Yeah one should know why it’s important to normalize, and then when they go a different path, it is done consciously and not because they are inexperienced and didn’t really know any better.
Folks out there who don’t want to learn the ins and outs of database theory - please don’t; read up on it, it’s a very important skill & knowledge to have and doesn’t take long to master. It does take a few days, perhaps weeks, for all the ideas to “click” in your head.
Whilst we having many fads in IT, there are certain sound principles of computer science developed over 40-50 years which one should learn :-) Know the rules before you break them!
For Databases, it takes me a concious effort to not go to at least 3rd NF.

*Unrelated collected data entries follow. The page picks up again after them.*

//! Dashboard analytics models.

use chrono::NaiveDate;
use serde::{Deserialize, Serialize};
use std::fmt;
use tutorlink_core::serde::deserialize_decimal_string;

use crate::ids::StudentId;

/// Reporting window for analytics queries.
#[derive(Debug, Clone, Copy, Default, PartialEq, Eq, Hash, Serialize, Deserialize)]
#[serde(rename_all = "snake_case")]
pub enum AnalyticsPeriod {
    Week,
    #[default]
    Month,
    Quarter,
    Year,
}

impl AnalyticsPeriod {
    pub fn as_str(self) -> &'static str {
        match self {
            Self::Week => "week",
            Self::Month => "month",
            Self::Quarter => "quarter",
            Self::Year => "year",
        }
    }
}

impl fmt::Display for AnalyticsPeriod {
    fn fmt(&self, f: &mut fmt::Formatter<'_>) -> fmt::Result {
        f.write_str(self.as_str())
    }
}

#[derive(Debug, Clone, Default, PartialEq, Serialize, Deserialize)]
pub struct DashboardSummary {
    #[serde(default)]
    pub period: AnalyticsPeriod,
    #[serde(default)]
    pub total_students: u64,
    #[serde(default)]
    pub active_teachers: u64,
    #[serde(default)]
    pub classes_completed: u64,
    #[serde(default)]
    pub classes_upcoming: u64,
    #[serde(deserialize_with = "deserialize_decimal_string")]
    pub revenue: String,
    /// Percentage in [0, 100]
    #[serde(default)]
    pub attendance_rate: f64,
}

#[derive(Debug, Clone, PartialEq, Serialize, Deserialize)]
pub struct ProgressPoint {
    pub date: NaiveDate,
    pub score: f64,
}

#[derive(Debug, Clone, PartialEq, Serialize, Deserialize)]
pub struct StudentProgress {
    pub student_id: StudentId,
    #[serde(default)]
    pub student_name: String,
    #[serde(default)]
    pub average_score: Option<f64>,
    #[serde(default)]
    pub classes_attended: u64,
    #[serde(default)]
    pub points: Vec<ProgressPoint>,
}

impl StudentProgress {
    /// Score change from first to last recorded point.
    pub fn trend(&self) -> Option<f64> {
        let first = self.points.first()?;
        let last = self.points.last()?;
        Some(last.score - first.score)
    }
}

#[cfg(test)]
mod tests {
    use super::*;

    #[test]
    fn test_period_serializes_snake_case() {
        assert_eq!(
            serde_json::to_string(&AnalyticsPeriod::Quarter).unwrap(),
            r#""quarter""#
        );
        assert_eq!(AnalyticsPeriod::default(), AnalyticsPeriod::Month);
    }

    #[test]
    fn test_progress_trend() {
        let json = r#"{"student_id":3,"points":[
            {"date":"2024-01-01","score":60.0},
            {"date":"2024-02-01","score":72.5}
        ]}"#;
        let progress: StudentProgress = serde_json::from_str(json).unwrap();
        assert_eq!(progress.trend(), Some(12.5));

        let empty = StudentProgress {
            points: vec![],
            ..progress
        };
        assert_eq!(empty.trend(), None);
    }
}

Except for addresses/names/telephone numbers, I have been burned by ANY assumption I made. Those, I tend to just store as something like char(255) nowadays by default, unless business requirements force me to split it up, but even then, after voicing my concerns.

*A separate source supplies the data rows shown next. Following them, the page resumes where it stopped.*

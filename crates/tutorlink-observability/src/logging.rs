use anyhow::Context;
use std::path::{Path, PathBuf};
use std::sync::OnceLock;
use tracing::info;
use tracing_appender::rolling::{RollingFileAppender, Rotation};
use tracing_subscriber::{EnvFilter, Layer, fmt, layer::SubscriberExt, util::SubscriberInitExt};

use crate::basic_logging::{env_filter, init_basic_console_logging};

static OBSERVABILITY_ENABLED: OnceLock<bool> = OnceLock::new();

const DEFAULT_LOG_DIR: &str = ".tutorlink/logs";

/// Check if observability is enabled via OBSERVABILITY_ENABLED env var
pub fn is_observability_enabled() -> bool {
    *OBSERVABILITY_ENABLED.get_or_init(|| {
        std::env::var("OBSERVABILITY_ENABLED")
            .map(|v| v.to_lowercase() != "false" && v != "0")
            .unwrap_or(true)
    })
}

/// Directory for the rolling JSON log, from `LOG_DIR`.
pub fn log_dir() -> PathBuf {
    std::env::var("LOG_DIR")
        .map(PathBuf::from)
        .unwrap_or_else(|_| PathBuf::from(DEFAULT_LOG_DIR))
}

/// Initialize tracing: compact console output plus a daily-rolling JSON file.
///
/// Falls back to console-only logging when observability is disabled at
/// runtime. Returns an error if the log directory cannot be created.
pub fn init_tracing(debug: bool) -> anyhow::Result<()> {
    if !is_observability_enabled() {
        init_basic_console_logging(debug);
        return Ok(());
    }
    init_tracing_in(&log_dir(), debug)
}

pub(crate) fn init_tracing_in(dir: &Path, debug: bool) -> anyhow::Result<()> {
    std::fs::create_dir_all(dir)
        .with_context(|| format!("Failed to create log directory {}", dir.display()))?;

    let console_layer = fmt::layer()
        .with_target(false)
        .with_thread_ids(false)
        .with_thread_names(false)
        .with_file(debug)
        .with_line_number(debug)
        .with_writer(std::io::stderr)
        .compact()
        .with_filter(env_filter(debug));

    // JSON file layer for structured logs
    let json_appender = RollingFileAppender::new(Rotation::DAILY, dir, "tutorlink.json");

    let json_layer = fmt::layer()
        .json()
        .with_writer(json_appender)
        .with_current_span(true)
        .with_span_list(true)
        .with_filter(EnvFilter::new(if debug { "debug" } else { "info" }));

    if tracing_subscriber::registry()
        .with(console_layer)
        .with(json_layer)
        .try_init()
        .is_ok()
    {
        info!(log_dir = %dir.display(), "Tracing initialized with file logging");
    }
    Ok(())
}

Edit: reading up on the addresses falsehoods again, 255 may not be enough.
The traditional SQL database uses row based data structures.
When you shift to columnar data formats for the table, parquet or any columnar DB, the normalization rules which were developed for row based become extremely different.

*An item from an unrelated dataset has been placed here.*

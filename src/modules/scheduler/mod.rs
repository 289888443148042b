pub mod service;

pub use service::SchedulerService;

The brave new world now is in-memory DBs.
All those 1970s rules, which make sense for row based tables stored on disk, don't apply to data in RAM.
Columnar stores do indeed enable wide tables but they don’t replace the need for normalization or the benefits. Wide tables and normalization (or denormalization) solve different problems.
From the perspective of a database the difference between RAM and disk is latency. Normalization is still a factor in query performance.
SQL is a query language. Data normalization is a relational design methodology. They aren’t actually related except that relational databases often use SQL and benefit from normalization. You can normalize data models without SQL and you can use SQL to interact with denormalized data.
Curious that 99.99% of applications use an SQL database, must just be a lot of really bad developers. Am I so out of touch? No, no, it’s the children who are wrong.
You can patronize me all you want, it does not rectify the fact that you are out of touch with modern database technologies and prefer what you know works.